**YOUR OBJECTIVE**:
Run through the records and show each line that includes the string "always".

Records from a data source

● ● ● ● ● ● ●

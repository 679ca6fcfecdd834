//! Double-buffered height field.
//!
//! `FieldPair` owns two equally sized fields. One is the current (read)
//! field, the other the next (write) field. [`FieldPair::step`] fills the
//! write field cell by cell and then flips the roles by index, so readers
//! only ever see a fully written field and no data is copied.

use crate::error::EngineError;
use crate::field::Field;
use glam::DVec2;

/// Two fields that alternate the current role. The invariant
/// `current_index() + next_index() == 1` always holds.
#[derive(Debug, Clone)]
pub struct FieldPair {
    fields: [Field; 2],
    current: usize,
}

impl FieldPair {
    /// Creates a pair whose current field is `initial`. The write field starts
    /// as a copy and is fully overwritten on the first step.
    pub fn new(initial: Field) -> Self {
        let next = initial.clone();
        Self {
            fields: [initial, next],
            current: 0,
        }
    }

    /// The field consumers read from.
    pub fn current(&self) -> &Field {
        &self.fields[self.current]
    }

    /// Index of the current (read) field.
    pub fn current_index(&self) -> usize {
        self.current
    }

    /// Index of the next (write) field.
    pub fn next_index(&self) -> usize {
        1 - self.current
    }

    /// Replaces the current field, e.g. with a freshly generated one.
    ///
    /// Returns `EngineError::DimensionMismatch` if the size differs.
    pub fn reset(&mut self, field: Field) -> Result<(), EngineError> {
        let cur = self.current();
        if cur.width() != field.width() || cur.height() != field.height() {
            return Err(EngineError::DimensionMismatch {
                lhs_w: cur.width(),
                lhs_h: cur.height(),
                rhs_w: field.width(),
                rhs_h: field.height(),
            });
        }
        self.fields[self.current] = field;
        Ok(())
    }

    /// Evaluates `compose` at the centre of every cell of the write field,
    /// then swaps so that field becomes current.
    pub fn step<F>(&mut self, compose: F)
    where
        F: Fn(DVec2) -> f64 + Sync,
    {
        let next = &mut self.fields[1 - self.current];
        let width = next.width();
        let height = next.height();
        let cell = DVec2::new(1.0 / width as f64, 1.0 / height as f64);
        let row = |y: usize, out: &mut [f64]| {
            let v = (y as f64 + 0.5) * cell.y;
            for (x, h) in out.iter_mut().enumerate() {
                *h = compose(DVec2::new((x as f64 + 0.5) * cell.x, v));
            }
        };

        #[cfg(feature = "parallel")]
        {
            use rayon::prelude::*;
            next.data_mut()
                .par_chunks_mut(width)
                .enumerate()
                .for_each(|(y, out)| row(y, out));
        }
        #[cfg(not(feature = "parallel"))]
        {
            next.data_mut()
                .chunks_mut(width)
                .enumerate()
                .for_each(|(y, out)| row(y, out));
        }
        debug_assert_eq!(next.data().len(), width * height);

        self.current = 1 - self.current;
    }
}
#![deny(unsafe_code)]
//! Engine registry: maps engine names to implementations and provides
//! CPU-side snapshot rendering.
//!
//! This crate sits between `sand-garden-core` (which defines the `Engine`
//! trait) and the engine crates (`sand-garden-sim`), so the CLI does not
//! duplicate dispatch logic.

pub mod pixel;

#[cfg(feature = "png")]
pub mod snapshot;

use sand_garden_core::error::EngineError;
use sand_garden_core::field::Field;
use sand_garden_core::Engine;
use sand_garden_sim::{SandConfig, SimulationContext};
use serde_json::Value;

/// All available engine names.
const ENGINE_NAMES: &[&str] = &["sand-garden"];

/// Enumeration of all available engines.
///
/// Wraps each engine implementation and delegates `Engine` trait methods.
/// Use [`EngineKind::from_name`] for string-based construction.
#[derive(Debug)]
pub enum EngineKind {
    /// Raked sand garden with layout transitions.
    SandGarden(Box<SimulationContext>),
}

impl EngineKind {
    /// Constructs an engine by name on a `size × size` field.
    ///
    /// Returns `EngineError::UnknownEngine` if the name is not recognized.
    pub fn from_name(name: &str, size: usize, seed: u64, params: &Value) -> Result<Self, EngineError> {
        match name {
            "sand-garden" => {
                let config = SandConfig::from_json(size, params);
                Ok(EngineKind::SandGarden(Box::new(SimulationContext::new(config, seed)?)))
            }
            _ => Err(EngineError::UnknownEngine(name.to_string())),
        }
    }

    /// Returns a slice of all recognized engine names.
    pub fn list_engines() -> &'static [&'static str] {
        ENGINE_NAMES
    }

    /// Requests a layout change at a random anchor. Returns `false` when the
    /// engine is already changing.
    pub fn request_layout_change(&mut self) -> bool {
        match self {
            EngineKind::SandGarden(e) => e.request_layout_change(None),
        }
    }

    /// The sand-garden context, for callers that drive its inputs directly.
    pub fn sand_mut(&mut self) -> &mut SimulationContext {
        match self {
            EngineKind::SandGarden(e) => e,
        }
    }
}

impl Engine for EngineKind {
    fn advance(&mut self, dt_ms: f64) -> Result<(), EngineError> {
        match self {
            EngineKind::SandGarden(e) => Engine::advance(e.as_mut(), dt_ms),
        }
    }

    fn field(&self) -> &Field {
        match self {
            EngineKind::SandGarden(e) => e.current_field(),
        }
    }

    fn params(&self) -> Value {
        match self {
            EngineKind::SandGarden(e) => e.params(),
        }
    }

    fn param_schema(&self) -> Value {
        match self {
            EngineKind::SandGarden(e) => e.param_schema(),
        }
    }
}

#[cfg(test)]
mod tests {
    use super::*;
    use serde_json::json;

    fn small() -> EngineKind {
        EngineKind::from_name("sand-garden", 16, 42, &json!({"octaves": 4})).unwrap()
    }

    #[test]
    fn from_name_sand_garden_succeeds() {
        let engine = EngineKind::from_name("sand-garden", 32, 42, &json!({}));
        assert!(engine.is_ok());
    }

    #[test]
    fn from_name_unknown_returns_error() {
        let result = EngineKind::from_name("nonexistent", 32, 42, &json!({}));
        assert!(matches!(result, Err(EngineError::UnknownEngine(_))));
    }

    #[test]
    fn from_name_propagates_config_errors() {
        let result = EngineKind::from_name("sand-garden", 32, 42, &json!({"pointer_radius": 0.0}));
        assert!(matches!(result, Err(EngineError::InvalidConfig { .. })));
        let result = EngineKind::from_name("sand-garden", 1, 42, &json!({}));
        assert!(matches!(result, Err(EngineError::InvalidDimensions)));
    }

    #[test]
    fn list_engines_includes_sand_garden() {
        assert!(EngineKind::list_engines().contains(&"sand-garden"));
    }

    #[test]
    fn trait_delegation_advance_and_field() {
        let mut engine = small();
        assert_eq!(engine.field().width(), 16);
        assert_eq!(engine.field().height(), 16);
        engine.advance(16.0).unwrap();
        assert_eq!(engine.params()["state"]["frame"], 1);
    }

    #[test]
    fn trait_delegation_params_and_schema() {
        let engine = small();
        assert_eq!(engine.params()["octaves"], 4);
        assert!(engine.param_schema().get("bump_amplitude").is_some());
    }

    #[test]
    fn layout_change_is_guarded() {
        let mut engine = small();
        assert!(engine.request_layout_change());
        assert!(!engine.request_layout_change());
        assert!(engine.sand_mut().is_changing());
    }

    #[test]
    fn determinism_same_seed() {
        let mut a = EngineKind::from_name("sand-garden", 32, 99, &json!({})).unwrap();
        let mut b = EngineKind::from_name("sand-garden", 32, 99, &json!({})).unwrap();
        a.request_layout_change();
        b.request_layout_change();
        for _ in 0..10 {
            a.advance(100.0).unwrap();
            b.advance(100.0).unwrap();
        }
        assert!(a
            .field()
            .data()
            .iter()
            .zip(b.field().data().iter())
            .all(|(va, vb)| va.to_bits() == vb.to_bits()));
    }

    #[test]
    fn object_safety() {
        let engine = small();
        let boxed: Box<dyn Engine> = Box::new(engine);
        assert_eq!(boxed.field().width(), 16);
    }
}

● ● ● ● ● ● ●

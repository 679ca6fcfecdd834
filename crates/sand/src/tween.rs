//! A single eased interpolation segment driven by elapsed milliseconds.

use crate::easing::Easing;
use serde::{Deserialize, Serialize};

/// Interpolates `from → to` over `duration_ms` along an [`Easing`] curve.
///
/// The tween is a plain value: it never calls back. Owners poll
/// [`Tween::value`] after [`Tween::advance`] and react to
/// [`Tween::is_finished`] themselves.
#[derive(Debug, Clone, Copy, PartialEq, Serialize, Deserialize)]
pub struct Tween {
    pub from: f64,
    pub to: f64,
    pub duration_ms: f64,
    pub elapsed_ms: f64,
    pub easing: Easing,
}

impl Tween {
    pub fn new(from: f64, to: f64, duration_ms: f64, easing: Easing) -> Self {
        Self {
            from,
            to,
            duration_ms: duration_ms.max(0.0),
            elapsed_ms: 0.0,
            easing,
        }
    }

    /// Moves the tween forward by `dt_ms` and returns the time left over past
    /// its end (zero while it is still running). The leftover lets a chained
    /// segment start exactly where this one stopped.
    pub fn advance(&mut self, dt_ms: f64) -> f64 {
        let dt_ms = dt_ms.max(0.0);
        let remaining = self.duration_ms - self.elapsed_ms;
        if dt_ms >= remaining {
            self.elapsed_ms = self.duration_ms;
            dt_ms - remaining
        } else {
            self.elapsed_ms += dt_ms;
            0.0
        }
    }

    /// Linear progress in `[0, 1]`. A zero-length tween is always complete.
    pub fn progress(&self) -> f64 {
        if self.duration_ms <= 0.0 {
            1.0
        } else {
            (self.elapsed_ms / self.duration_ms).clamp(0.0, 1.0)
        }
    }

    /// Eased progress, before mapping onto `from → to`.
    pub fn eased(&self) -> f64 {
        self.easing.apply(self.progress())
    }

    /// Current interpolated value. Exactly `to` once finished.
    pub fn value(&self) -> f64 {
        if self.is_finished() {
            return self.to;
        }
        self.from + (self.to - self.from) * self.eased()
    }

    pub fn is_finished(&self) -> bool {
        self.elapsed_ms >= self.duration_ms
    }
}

● ● ● ● ● ● ●

**EXERCISE OUTPUT**:
/// `current_index() + next_index() == 1` always holds.
    /// Linear progress in `[0, 1]`. A zero-length tween is always complete.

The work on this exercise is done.